* What the exercise asks *
Only the lines from the one containing "fn tmp_path(&self) ->" to the end of the records should be given again, word for word and in full.

□ □ □ □

//! # Index - object id to data location mapping
//!
//! The index is the single source of truth of a reference sample: it knows
//! every registered object, where its SED and PDZ records live, and through
//! that which data files are in use.
//!
//! ## File Format
//!
//! `index.bin` is a flat array of fixed-width rows, one per object, in
//! registration order (see [`entry`] for the row layout). Creating an object
//! appends a row; recording a write rewrites the location fields of one row
//! in place. The whole file is loaded into memory on open.
//!
//! ## Object lifecycle
//!
//! ```text
//! create_object(id) ──> SED: UNSET ──set_location──> SED: SET
//!                       PDZ: UNSET ──set_location──> PDZ: SET
//! ```
//!
//! Both transitions are one-way. Objects are never removed.

mod entry;

use std::collections::{BTreeSet, HashMap};
use std::fs::{self, File, OpenOptions};
use std::io::{self, Read, Seek, SeekFrom, Write};
use std::path::{Path, PathBuf};

use thiserror::Error;

pub use entry::{INDEX_ENTRY_BYTES, LOCATION_FIELDS_OFFSET};
use entry::{decode_row, encode_locations, encode_row, IndexEntry};

/// The two datasets kept per object.
#[derive(Debug, Clone, Copy, PartialEq, Eq, Hash)]
pub enum Dataset {
    Sed,
    Pdz,
}

impl std::fmt::Display for Dataset {
    fn fmt(&self, f: &mut std::fmt::Formatter<'_>) -> std::fmt::Result {
        match self {
            Dataset::Sed => write!(f, "SED"),
            Dataset::Pdz => write!(f, "PDZ"),
        }
    }
}

/// Where one record lives: data file id (starting at 1) and byte offset.
#[derive(Debug, Clone, Copy, PartialEq, Eq, Hash, PartialOrd, Ord)]
pub struct RecordLocation {
    pub file: u16,
    pub offset: u64,
}

/// Location metadata of one object.
#[derive(Debug, Clone, Copy, PartialEq, Eq, Default)]
pub struct ObjectLocation {
    /// Row of this object inside the index. Owned by the index: ignored by
    /// [`IndexProvider::set_location`].
    pub index_position: usize,
    pub sed: Option<RecordLocation>,
    pub pdz: Option<RecordLocation>,
}

impl ObjectLocation {
    pub fn get(&self, dataset: Dataset) -> Option<RecordLocation> {
        match dataset {
            Dataset::Sed => self.sed,
            Dataset::Pdz => self.pdz,
        }
    }

    pub fn set(&mut self, dataset: Dataset, loc: RecordLocation) {
        match dataset {
            Dataset::Sed => self.sed = Some(loc),
            Dataset::Pdz => self.pdz = Some(loc),
        }
    }
}

/// Errors that can occur while loading or updating the index.
#[derive(Debug, Error)]
pub enum IndexError {
    /// An underlying I/O error.
    #[error("io error: {0}")]
    Io(#[from] io::Error),

    /// The index file is malformed.
    #[error("corrupt index {path}: {reason}")]
    Corrupt { path: PathBuf, reason: String },

    /// The object has not been created.
    #[error("could not find index entry for {0}")]
    UnknownId(i64),

    /// `create_object` was called twice for the same id.
    #[error("the object {0} already exists on the index")]
    DuplicateId(i64),

    /// The location cannot be represented on disk.
    #[error("invalid location for object {id}: {reason}")]
    InvalidLocation { id: i64, reason: String },

    /// The dataset already has a location that differs from the new one.
    #[error("{dataset} for object {id} is already set")]
    AlreadySet { id: i64, dataset: Dataset },
}

/// Durable id -> location map backed by `index.bin`.
pub struct IndexProvider {
    path: PathBuf,
    file: File,
    /// Object id -> row number.
    positions: HashMap<i64, usize>,
    /// Rows, in file order.
    entries: Vec<IndexEntry>,
    sed_files: BTreeSet<u16>,
    pdz_files: BTreeSet<u16>,
    buf: Vec<u8>,
}

impl std::fmt::Debug for IndexProvider {
    fn fmt(&self, f: &mut std::fmt::Formatter<'_>) -> std::fmt::Result {
        f.debug_struct("IndexProvider")
            .field("path", &self.path)
            .field("objects", &self.entries.len())
            .field("sed_files", &self.sed_files)
            .field("pdz_files", &self.pdz_files)
            .finish()
    }
}

impl IndexProvider {
    /// Loads the index at `path`, or creates an empty one if the file does
    /// not exist.
    ///
    /// A new file is created with default permissions, so the process umask
    /// applies.
    ///
    /// # Errors
    ///
    /// `Corrupt` if the file length is not a whole number of rows, a row
    /// holds an impossible location, or an id appears twice.
    pub fn open<P: AsRef<Path>>(path: P) -> Result<Self, IndexError> {
        let path = path.as_ref().to_path_buf();

        if !path.exists() {
            OpenOptions::new()
                .write(true)
                .create_new(true)
                .open(&path)?;
        }

        let mut file = OpenOptions::new().read(true).write(true).open(&path)?;
        let mut bytes = Vec::new();
        file.read_to_end(&mut bytes)?;

        if bytes.len() as u64 % INDEX_ENTRY_BYTES != 0 {
            return Err(IndexError::Corrupt {
                path,
                reason: format!(
                    "size {} is not a multiple of {} bytes",
                    bytes.len(),
                    INDEX_ENTRY_BYTES
                ),
            });
        }

        let mut entries = Vec::with_capacity(bytes.len() / INDEX_ENTRY_BYTES as usize);
        for row in bytes.chunks_exact(INDEX_ENTRY_BYTES as usize) {
            let entry = decode_row(row).map_err(|reason| IndexError::Corrupt {
                path: path.clone(),
                reason,
            })?;
            entries.push(entry);
        }

        let mut index = Self {
            path,
            file,
            positions: HashMap::with_capacity(entries.len()),
            entries: Vec::new(),
            sed_files: BTreeSet::new(),
            pdz_files: BTreeSet::new(),
            buf: Vec::with_capacity(INDEX_ENTRY_BYTES as usize),
        };
        index.rebuild(entries)?;
        Ok(index)
    }

    /// Replaces the in-memory state with `entries`, recomputing positions
    /// and the file inventory.
    fn rebuild(&mut self, entries: Vec<IndexEntry>) -> Result<(), IndexError> {
        self.positions.clear();
        self.sed_files.clear();
        self.pdz_files.clear();
        for (i, e) in entries.iter().enumerate() {
            if self.positions.insert(e.id, i).is_some() {
                return Err(IndexError::Corrupt {
                    path: self.path.clone(),
                    reason: format!("object {} appears more than once", e.id),
                });
            }
            self.sed_files.extend(e.sed.map(|l| l.file));
            self.pdz_files.extend(e.pdz.map(|l| l.file));
        }
        self.entries = entries;
        Ok(())
    }

    /// Number of registered objects.
    #[must_use]
    pub fn size(&self) -> usize {
        self.entries.len()
    }

    #[must_use]
    pub fn is_empty(&self) -> bool {
        self.entries.is_empty()
    }

    /// All registered ids, in index order.
    pub fn ids(&self) -> Vec<i64> {
        self.entries.iter().map(|e| e.id).collect()
    }

    pub fn contains(&self, id: i64) -> bool {
        self.positions.contains_key(&id)
    }

    /// Distinct data file ids referenced by any SED location.
    pub fn sed_files(&self) -> &BTreeSet<u16> {
        &self.sed_files
    }

    /// Distinct data file ids referenced by any PDZ location.
    pub fn pdz_files(&self) -> &BTreeSet<u16> {
        &self.pdz_files
    }

    pub fn get_location(&self, id: i64) -> Result<ObjectLocation, IndexError> {
        let &pos = self.positions.get(&id).ok_or(IndexError::UnknownId(id))?;
        let e = &self.entries[pos];
        Ok(ObjectLocation {
            index_position: pos,
            sed: e.sed,
            pdz: e.pdz,
        })
    }

    /// Records new locations for object `id` and persists them.
    ///
    /// `loc.index_position` is ignored. A dataset that is already set may
    /// only be given its current location again.
    ///
    /// # Errors
    ///
    /// - `UnknownId` if the object was never created.
    /// - `InvalidLocation` for file id 0 or an offset beyond `i64::MAX`.
    /// - `AlreadySet` for a SET -> UNSET or SET -> other SET transition.
    /// - `Io` if the row cannot be written; memory is left unchanged.
    pub fn set_location(&mut self, id: i64, loc: &ObjectLocation) -> Result<(), IndexError> {
        let &pos = self.positions.get(&id).ok_or(IndexError::UnknownId(id))?;
        let current = self.entries[pos];

        for dataset in [Dataset::Sed, Dataset::Pdz] {
            let new = loc.get(dataset);
            if let Some(l) = new {
                if l.file == 0 {
                    return Err(IndexError::InvalidLocation {
                        id,
                        reason: format!("{} file ids start at 1", dataset),
                    });
                }
                if l.offset > i64::MAX as u64 {
                    return Err(IndexError::InvalidLocation {
                        id,
                        reason: format!("{} offset {} out of range", dataset, l.offset),
                    });
                }
            }
            if let Some(old) = current.location(dataset) {
                if new != Some(old) {
                    return Err(IndexError::AlreadySet { id, dataset });
                }
            }
        }

        self.buf.clear();
        encode_locations(&mut self.buf, loc.sed, loc.pdz)?;
        self.file.seek(SeekFrom::Start(
            pos as u64 * INDEX_ENTRY_BYTES + LOCATION_FIELDS_OFFSET,
        ))?;
        self.file.write_all(&self.buf)?;
        self.file.flush()?;

        let entry = &mut self.entries[pos];
        entry.sed = loc.sed;
        entry.pdz = loc.pdz;
        self.sed_files.extend(loc.sed.map(|l| l.file));
        self.pdz_files.extend(loc.pdz.map(|l| l.file));
        Ok(())
    }

    /// Ids whose SED is not set yet, in index order.
    pub fn missing_seds(&self) -> Vec<i64> {
        self.missing(Dataset::Sed)
    }

    /// Ids whose PDZ is not set yet, in index order.
    pub fn missing_pdzs(&self) -> Vec<i64> {
        self.missing(Dataset::Pdz)
    }

    pub fn missing(&self, dataset: Dataset) -> Vec<i64> {
        self.entries
            .iter()
            .filter(|e| e.location(dataset).is_none())
            .map(|e| e.id)
            .collect()
    }

    /// Registers a new object with both datasets unset, appending its row
    /// to the index file.
    pub fn create_object(&mut self, id: i64) -> Result<(), IndexError> {
        if self.positions.contains_key(&id) {
            return Err(IndexError::DuplicateId(id));
        }

        let entry = IndexEntry::unset(id);
        let pos = self.entries.len();

        self.buf.clear();
        encode_row(&mut self.buf, &entry)?;
        self.file
            .seek(SeekFrom::Start(pos as u64 * INDEX_ENTRY_BYTES))?;
        self.file.write_all(&self.buf)?;
        self.file.flush()?;

        self.entries.push(entry);
        self.positions.insert(id, pos);
        Ok(())
    }

    /// Rewrites the index with rows ordered by the location of `dataset`
    /// (file, then offset). Objects without that dataset go last; ties keep
    /// their current relative order.
    ///
    /// The new file is written to `index.bin.tmp`, fsynced and renamed over
    /// the old one, so a crash leaves either the old or the new index. If
    /// the rename fails (Windows, file still cached) the index is rewritten
    /// in place instead.
    pub fn sort_by_location(&mut self, dataset: Dataset) -> Result<(), IndexError> {
        let mut sorted = self.entries.clone();
        sorted.sort_by_key(|e| {
            let loc = e.location(dataset);
            (loc.is_none(), loc)
        });

        let mut contents = Vec::with_capacity(sorted.len() * INDEX_ENTRY_BYTES as usize);
        for e in &sorted {
            encode_row(&mut contents, e)?;
        }

        // The handle follows the inode through the rename, so once the new
        // file is in place nothing can fail before it replaces `self.file`.
        let tmp_path = self.tmp_path();
        let mut f = OpenOptions::new()
            .create(true)
            .read(true)
            .write(true)
            .truncate(true)
            .open(&tmp_path)?;
        f.write_all(&contents)?;
        f.flush()?;
        f.sync_all()?;

        if fs::rename(&tmp_path, &self.path).is_err() {
            drop(f);
            f = OpenOptions::new()
                .read(true)
                .write(true)
                .truncate(true)
                .open(&self.path)?;
            f.write_all(&contents)?;
            f.flush()?;
            f.sync_all()?;
            let _ = fs::remove_file(&tmp_path);
        }

        self.file = f;
        self.rebuild(sorted)
    }

    fn tmp_path(&self) -> PathBuf {
        let mut name = self
            .path
            .file_name()
            .map(|n| n.to_os_string())
            .unwrap_or_default();
        name.push(".tmp");
        self.path.with_file_name(name)
    }

    /// Forces index updates to stable storage via `sync_all()`.
    pub fn sync_to_disk(&mut self) -> Result<(), IndexError> {
        self.file.flush()?;
        self.file.sync_all()?;
        Ok(())
    }

    pub fn path(&self) -> &Path {
        &self.path
    }
}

□ □ □ □

* Completed task *
    fn tmp_path(&self) -> PathBuf {
        let mut name = self
            .path
            .file_name()
            .map(|n| n.to_os_string())
            .unwrap_or_default();
        name.push(".tmp");
        self.path.with_file_name(name)
    }

    /// Forces index updates to stable storage via `sync_all()`.
    pub fn sync_to_disk(&mut self) -> Result<(), IndexError> {
        self.file.flush()?;
        self.file.sync_all()?;
        Ok(())
    }

    pub fn path(&self) -> &Path {
        &self.path
    }
}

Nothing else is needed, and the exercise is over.